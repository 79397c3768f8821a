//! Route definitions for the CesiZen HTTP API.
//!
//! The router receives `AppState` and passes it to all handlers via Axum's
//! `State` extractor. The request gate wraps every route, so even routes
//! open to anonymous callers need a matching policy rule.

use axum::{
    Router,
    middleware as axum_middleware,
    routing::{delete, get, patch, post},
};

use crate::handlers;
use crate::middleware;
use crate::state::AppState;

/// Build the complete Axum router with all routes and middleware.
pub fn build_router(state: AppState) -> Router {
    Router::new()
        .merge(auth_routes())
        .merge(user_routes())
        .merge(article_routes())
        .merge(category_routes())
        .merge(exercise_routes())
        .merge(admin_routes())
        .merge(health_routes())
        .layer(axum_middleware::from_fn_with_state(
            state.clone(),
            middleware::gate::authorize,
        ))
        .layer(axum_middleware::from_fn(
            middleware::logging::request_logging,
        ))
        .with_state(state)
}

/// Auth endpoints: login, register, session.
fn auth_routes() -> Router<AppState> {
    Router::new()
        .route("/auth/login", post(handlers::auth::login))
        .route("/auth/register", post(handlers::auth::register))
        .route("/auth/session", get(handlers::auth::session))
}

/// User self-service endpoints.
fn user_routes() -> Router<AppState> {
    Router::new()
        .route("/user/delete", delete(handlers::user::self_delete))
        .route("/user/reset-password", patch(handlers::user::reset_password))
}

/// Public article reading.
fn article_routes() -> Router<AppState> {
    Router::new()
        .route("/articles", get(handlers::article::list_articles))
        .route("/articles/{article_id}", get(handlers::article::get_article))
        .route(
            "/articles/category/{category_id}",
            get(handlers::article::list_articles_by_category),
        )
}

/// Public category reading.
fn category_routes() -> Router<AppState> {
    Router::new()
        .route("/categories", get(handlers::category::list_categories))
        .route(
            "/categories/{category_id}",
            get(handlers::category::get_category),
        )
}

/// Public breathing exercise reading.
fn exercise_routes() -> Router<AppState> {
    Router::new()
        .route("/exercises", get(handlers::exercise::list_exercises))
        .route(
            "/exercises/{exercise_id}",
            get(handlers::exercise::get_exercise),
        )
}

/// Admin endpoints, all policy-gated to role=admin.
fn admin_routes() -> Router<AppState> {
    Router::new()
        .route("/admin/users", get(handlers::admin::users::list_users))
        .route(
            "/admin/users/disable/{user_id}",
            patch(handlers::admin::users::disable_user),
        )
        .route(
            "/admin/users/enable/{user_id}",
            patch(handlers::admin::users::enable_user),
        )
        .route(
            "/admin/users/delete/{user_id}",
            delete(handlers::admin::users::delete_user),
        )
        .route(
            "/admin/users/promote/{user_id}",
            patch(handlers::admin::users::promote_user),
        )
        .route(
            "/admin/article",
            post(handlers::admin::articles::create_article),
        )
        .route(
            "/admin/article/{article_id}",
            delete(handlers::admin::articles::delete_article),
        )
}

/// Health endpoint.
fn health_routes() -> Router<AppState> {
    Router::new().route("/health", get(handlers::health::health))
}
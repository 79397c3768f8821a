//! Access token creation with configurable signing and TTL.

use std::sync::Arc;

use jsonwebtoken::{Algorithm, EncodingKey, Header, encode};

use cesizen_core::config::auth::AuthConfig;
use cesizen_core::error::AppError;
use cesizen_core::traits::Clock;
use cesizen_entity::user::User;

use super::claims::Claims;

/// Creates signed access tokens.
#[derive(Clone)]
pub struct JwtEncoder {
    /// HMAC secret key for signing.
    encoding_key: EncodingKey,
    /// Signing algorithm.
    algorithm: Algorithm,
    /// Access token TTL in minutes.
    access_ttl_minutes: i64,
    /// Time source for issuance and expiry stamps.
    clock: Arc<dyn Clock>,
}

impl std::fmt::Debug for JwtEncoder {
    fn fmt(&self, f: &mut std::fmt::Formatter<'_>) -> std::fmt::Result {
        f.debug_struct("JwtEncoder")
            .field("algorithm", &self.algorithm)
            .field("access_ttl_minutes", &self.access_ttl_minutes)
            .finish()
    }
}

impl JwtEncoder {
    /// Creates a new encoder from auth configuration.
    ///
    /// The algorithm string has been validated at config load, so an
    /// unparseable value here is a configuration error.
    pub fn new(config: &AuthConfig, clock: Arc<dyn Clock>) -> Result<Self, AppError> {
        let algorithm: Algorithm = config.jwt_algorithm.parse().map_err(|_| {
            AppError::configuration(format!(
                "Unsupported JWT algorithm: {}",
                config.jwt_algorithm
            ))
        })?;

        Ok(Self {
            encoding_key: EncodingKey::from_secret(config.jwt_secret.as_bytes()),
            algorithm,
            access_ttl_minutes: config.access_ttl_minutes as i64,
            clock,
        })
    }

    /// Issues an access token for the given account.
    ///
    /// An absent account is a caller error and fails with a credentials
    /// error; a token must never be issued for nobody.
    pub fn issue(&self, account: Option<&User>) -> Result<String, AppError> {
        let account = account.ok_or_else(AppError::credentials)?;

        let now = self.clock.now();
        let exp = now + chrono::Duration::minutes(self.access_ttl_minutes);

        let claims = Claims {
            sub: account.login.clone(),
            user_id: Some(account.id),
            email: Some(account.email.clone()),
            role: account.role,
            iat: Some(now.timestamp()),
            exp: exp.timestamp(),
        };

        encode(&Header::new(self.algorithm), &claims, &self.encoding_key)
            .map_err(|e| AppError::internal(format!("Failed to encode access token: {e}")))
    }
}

§ Requirement
Take the line above containing "use cesizen_core::error::AppError;", the line containing "key for signing.", and all lines in between, and copy them exactly without anything else.

§ Finished task
use cesizen_core::error::AppError;
use cesizen_core::traits::Clock;
use cesizen_entity::user::User;

use super::claims::Claims;

/// Creates signed access tokens.
#[derive(Clone)]
pub struct JwtEncoder {
    /// HMAC secret key for signing.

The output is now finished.